→ Your goal: Here the job is to return only the lines of the material, exactly, from the first one to the line with "use shortlink::domain::entities::NewMapping;".

→ Data records:
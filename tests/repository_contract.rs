//! Behaviour every storage backend must share.
//!
//! Each test runs against the memory and the file backend.

use std::sync::Arc;

use shortlink::domain::entities::NewMapping;
use shortlink::domain::repositories::{MappingRepository, StoreError};
use shortlink::infrastructure::persistence::{FileMappingRepository, MemoryMappingRepository};
use shortlink::state::DynRepository;
use tempfile::TempDir;

struct Backend {
    name: &'static str,
    repo: Arc<DynRepository>,
    _dir: Option<TempDir>,
}

fn backends() -> Vec<Backend> {
    let dir = tempfile::tempdir().unwrap();
    let file = FileMappingRepository::new(dir.path().join("urls.json"));

    vec![
        Backend {
            name: "memory",
            repo: Arc::new(MemoryMappingRepository::new()),
            _dir: None,
        },
        Backend {
            name: "file",
            repo: Arc::new(file),
            _dir: Some(dir),
        },
    ]
}

fn shorts(codes: &[&str]) -> Vec<String> {
    codes.iter().map(|code| code.to_string()).collect()
}

#[tokio::test]
async fn test_put_then_get() {
    for backend in backends() {
        let repo = &backend.repo;

        repo.put("abc", "http://x.example/", 7).await.unwrap();

        let stored = repo.get("abc").await.unwrap().unwrap();
        assert_eq!(stored.long_url, "http://x.example/", "{}", backend.name);
        assert!(!stored.is_deleted(), "{}", backend.name);
        assert_eq!(repo.list_by_owner(7).await.unwrap(), shorts(&["abc"]));
    }
}

#[tokio::test]
async fn test_get_unknown_is_none() {
    for backend in backends() {
        assert!(
            backend.repo.get("missing").await.unwrap().is_none(),
            "{}",
            backend.name
        );
    }
}

#[tokio::test]
async fn test_duplicate_short_changes_nothing() {
    for backend in backends() {
        let repo = &backend.repo;
        repo.put("abc", "http://x.example/", 7).await.unwrap();

        let result = repo.put("abc", "http://y.example/", 8).await;

        assert!(matches!(result, Err(StoreError::Duplicate)), "{}", backend.name);
        let stored = repo.get("abc").await.unwrap().unwrap();
        assert_eq!(stored.long_url, "http://x.example/", "{}", backend.name);
        assert!(repo.list_by_owner(8).await.unwrap().is_empty(), "{}", backend.name);
    }
}

#[tokio::test]
async fn test_duplicate_long_under_new_short() {
    for backend in backends() {
        let repo = &backend.repo;
        repo.put("abc", "http://x.example/", 7).await.unwrap();

        let result = repo.put("xyz", "http://x.example/", 7).await;

        assert!(result.unwrap_err().is_duplicate(), "{}", backend.name);
        assert!(repo.get("xyz").await.unwrap().is_none(), "{}", backend.name);
    }
}

#[tokio::test]
async fn test_list_by_owner_keeps_insertion_order() {
    for backend in backends() {
        let repo = &backend.repo;
        repo.put("zz", "http://z.example/", 1).await.unwrap();
        repo.put("aa", "http://a.example/", 1).await.unwrap();
        repo.put("mm", "http://m.example/", 2).await.unwrap();
        repo.put("bb", "http://b.example/", 1).await.unwrap();

        assert_eq!(
            repo.list_by_owner(1).await.unwrap(),
            shorts(&["zz", "aa", "bb"]),
            "{}",
            backend.name
        );
        assert_eq!(repo.list_by_owner(2).await.unwrap(), shorts(&["mm"]));
        assert!(repo.list_by_owner(3).await.unwrap().is_empty());
    }
}

#[tokio::test]
async fn test_put_batch_stores_all() {
    for backend in backends() {
        let repo = &backend.repo;
        let items = vec![
            NewMapping::new("s1", "http://one.example/"),
            NewMapping::new("s2", "http://two.example/"),
        ];

        repo.put_batch(&items, 5).await.unwrap();

        assert_eq!(repo.list_by_owner(5).await.unwrap(), shorts(&["s1", "s2"]));
        assert_eq!(
            repo.get("s2").await.unwrap().unwrap().long_url,
            "http://two.example/",
            "{}",
            backend.name
        );
    }
}

#[tokio::test]
async fn test_put_batch_reports_duplicate_after_storing_the_rest() {
    for backend in backends() {
        let repo = &backend.repo;
        repo.put("s1", "http://one.example/", 9).await.unwrap();

        let items = vec![
            NewMapping::new("s1", "http://one.example/"),
            NewMapping::new("s2", "http://two.example/"),
        ];
        let result = repo.put_batch(&items, 5).await;

        assert!(matches!(result, Err(StoreError::Duplicate)), "{}", backend.name);
        assert!(repo.get("s2").await.unwrap().is_some(), "{}", backend.name);
        assert_eq!(repo.list_by_owner(5).await.unwrap(), shorts(&["s2"]));
        assert_eq!(repo.list_by_owner(9).await.unwrap(), shorts(&["s1"]));
    }
}

#[tokio::test]
async fn test_put_batch_empty_is_ok() {
    for backend in backends() {
        backend.repo.put_batch(&[], 5).await.unwrap();
        assert!(backend.repo.list_by_owner(5).await.unwrap().is_empty());
    }
}

#[tokio::test]
async fn test_mark_deleted_only_touches_own_urls() {
    for backend in backends() {
        let repo = &backend.repo;
        repo.put("mine", "http://mine.example/", 1).await.unwrap();
        repo.put("theirs", "http://theirs.example/", 2).await.unwrap();

        repo.mark_deleted(1, &shorts(&["mine", "theirs", "unknown"]))
            .await
            .unwrap();

        assert!(repo.get("mine").await.unwrap().unwrap().is_deleted(), "{}", backend.name);
        assert!(!repo.get("theirs").await.unwrap().unwrap().is_deleted(), "{}", backend.name);
        assert_eq!(
            repo.list_by_owner(1).await.unwrap(),
            shorts(&["mine"]),
            "deleted URLs stay listed ({})",
            backend.name
        );
    }
}

#[tokio::test]
async fn test_mark_deleted_is_idempotent() {
    for backend in backends() {
        let repo = &backend.repo;
        repo.put("abc", "http://x.example/", 1).await.unwrap();

        repo.mark_deleted(1, &shorts(&["abc"])).await.unwrap();
        repo.mark_deleted(1, &shorts(&["abc"])).await.unwrap();

        assert!(repo.get("abc").await.unwrap().unwrap().is_deleted());
    }
}

#[tokio::test]
async fn test_deleted_long_frees_its_url_but_not_its_short() {
    for backend in backends() {
        let repo = &backend.repo;
        repo.put("abc", "http://x.example/", 1).await.unwrap();
        repo.mark_deleted(1, &shorts(&["abc"])).await.unwrap();

        repo.put("xyz", "http://x.example/", 1).await.unwrap();
        assert!(
            repo.put("abc", "http://other.example/", 1)
                .await
                .unwrap_err()
                .is_duplicate(),
            "{}",
            backend.name
        );
    }
}

#[tokio::test]
async fn test_ping() {
    for backend in backends() {
        backend.repo.ping().await.unwrap();
    }
}

#[tokio::test]
async fn test_concurrent_puts_of_one_url_store_it_once() {
    for backend in backends() {
        let mut handles = Vec::new();
        for owner in 0..16u32 {
            let repo = backend.repo.clone();
            handles.push(tokio::spawn(async move {
                repo.put(&format!("code{owner}"), "http://race.example/", owner)
                    .await
            }));
        }

        let mut stored = 0;
        for handle in handles {
            match handle.await.unwrap() {
                Ok(()) => stored += 1,
                Err(e) => assert!(e.is_duplicate(), "{}: {}", backend.name, e),
            }
        }

        assert_eq!(stored, 1, "{}", backend.name);
    }
}

#[tokio::test]
async fn test_file_backend_survives_reopen() {
    let dir = tempfile::tempdir().unwrap();
    let path = dir.path().join("nested").join("urls.json");

    let first = FileMappingRepository::new(&path);
    first.put("abc", "http://x.example/", 3).await.unwrap();
    first.mark_deleted(3, &shorts(&["abc"])).await.unwrap();
    first.put("def", "http://y.example/", 3).await.unwrap();

    let reopened = FileMappingRepository::new(&path);
    assert!(reopened.get("abc").await.unwrap().unwrap().is_deleted());
    assert_eq!(reopened.list_by_owner(3).await.unwrap(), shorts(&["abc", "def"]));
    assert!(
        reopened
            .put("zzz", "http://y.example/", 4)
            .await
            .unwrap_err()
            .is_duplicate()
    );
}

→ Written response:
filename tests/repository_contract.rs
//! Behaviour every storage backend must share.
//!
//! Each test runs against the memory and the file backend.

use std::sync::Arc;

use shortlink::domain::entities::NewMapping;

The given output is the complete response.